• [What you will do]: Copy verbatim the block of lines in the entries below whose first line contains "let (prefix_re, full_re)" and whose last line contains "let mut flat = flatten(&view);". Leave out all other lines.

• [Record excerpts]:
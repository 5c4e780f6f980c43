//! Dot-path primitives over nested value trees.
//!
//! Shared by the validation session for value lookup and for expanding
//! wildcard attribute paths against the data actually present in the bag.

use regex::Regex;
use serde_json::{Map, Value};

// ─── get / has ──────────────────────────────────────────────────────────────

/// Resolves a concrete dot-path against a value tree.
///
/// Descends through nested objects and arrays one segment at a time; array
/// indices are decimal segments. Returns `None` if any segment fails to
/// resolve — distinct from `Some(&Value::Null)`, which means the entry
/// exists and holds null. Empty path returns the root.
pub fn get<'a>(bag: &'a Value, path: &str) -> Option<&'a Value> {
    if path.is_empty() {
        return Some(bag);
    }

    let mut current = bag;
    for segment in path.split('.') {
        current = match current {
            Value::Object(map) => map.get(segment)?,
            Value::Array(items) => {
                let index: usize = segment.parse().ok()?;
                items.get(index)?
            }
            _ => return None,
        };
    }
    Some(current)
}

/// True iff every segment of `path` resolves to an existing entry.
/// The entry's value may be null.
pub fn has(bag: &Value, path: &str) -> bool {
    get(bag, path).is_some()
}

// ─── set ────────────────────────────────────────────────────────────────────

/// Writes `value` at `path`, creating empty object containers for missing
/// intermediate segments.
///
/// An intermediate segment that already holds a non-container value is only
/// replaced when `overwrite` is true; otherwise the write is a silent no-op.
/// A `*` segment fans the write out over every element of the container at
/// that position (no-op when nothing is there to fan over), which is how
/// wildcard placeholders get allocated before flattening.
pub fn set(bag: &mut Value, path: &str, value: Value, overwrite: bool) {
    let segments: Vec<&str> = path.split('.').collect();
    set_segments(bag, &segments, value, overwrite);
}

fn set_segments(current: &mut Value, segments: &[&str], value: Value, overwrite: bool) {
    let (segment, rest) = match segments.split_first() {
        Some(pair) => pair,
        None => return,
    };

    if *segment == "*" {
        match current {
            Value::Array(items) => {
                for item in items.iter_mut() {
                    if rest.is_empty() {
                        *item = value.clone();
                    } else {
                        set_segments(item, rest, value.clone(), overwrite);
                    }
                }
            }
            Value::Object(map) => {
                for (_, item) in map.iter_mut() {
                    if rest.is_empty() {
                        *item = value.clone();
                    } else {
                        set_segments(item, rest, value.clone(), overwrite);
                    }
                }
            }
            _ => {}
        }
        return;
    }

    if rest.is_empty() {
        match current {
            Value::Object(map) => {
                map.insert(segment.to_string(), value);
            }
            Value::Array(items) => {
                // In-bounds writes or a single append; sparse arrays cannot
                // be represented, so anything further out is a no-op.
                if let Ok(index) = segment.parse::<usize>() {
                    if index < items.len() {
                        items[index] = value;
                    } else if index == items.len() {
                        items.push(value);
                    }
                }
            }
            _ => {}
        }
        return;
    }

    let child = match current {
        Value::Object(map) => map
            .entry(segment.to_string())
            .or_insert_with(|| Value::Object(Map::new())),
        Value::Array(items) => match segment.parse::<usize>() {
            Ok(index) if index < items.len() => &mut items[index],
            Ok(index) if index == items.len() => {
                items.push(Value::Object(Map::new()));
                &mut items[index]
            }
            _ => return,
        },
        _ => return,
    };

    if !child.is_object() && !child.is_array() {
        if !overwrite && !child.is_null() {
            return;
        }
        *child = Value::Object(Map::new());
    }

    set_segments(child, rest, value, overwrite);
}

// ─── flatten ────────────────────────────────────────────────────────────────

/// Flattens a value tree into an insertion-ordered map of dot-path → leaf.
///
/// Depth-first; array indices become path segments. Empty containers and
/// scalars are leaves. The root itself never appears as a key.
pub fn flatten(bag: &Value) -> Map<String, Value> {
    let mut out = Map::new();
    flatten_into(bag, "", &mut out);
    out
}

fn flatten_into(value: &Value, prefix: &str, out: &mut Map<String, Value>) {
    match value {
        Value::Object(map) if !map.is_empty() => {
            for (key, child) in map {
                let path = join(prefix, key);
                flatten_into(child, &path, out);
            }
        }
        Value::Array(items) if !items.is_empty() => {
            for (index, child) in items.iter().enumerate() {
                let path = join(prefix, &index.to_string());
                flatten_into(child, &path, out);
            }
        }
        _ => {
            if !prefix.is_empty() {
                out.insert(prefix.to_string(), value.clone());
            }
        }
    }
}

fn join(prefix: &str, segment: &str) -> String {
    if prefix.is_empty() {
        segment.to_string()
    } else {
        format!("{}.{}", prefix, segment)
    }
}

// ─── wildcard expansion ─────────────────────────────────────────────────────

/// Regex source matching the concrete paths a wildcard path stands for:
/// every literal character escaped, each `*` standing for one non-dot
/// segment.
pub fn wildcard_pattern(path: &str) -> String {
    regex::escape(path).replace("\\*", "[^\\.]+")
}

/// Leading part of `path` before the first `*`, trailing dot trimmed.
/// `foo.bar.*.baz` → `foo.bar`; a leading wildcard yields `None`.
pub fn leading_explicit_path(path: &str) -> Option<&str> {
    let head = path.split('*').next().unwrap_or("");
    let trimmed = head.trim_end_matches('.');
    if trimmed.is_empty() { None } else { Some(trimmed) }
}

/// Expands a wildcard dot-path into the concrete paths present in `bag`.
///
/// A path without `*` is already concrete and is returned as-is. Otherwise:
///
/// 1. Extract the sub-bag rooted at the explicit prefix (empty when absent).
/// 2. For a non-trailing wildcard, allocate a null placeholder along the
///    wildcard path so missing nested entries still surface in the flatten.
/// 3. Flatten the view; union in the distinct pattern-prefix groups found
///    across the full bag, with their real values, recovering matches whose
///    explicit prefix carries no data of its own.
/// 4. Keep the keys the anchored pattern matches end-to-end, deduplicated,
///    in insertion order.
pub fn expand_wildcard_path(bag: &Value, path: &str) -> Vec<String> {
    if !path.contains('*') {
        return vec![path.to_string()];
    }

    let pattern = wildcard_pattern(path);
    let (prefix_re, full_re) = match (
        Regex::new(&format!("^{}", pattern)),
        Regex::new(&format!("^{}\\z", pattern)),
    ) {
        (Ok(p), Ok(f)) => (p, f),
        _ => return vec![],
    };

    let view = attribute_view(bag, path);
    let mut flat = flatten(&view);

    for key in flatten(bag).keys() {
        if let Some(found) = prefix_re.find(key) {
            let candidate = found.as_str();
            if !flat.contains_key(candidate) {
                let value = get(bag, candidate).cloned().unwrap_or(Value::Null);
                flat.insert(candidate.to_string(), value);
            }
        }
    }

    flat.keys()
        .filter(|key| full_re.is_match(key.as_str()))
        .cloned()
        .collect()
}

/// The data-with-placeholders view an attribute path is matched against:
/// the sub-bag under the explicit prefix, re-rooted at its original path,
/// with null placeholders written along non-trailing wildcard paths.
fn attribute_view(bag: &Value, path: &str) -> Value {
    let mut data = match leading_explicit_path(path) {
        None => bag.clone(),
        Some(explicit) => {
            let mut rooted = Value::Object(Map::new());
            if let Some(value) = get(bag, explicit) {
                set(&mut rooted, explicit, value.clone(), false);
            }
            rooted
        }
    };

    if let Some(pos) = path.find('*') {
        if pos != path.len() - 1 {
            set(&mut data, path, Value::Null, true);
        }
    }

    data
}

• [Exercise response]:
    let (prefix_re, full_re) = match (
        Regex::new(&format!("^{}", pattern)),
        Regex::new(&format!("^{}\\z", pattern)),
    ) {
        (Ok(p), Ok(f)) => (p, f),
        _ => return vec![],
    };

    let view = attribute_view(bag, path);
    let mut flat = flatten(&view);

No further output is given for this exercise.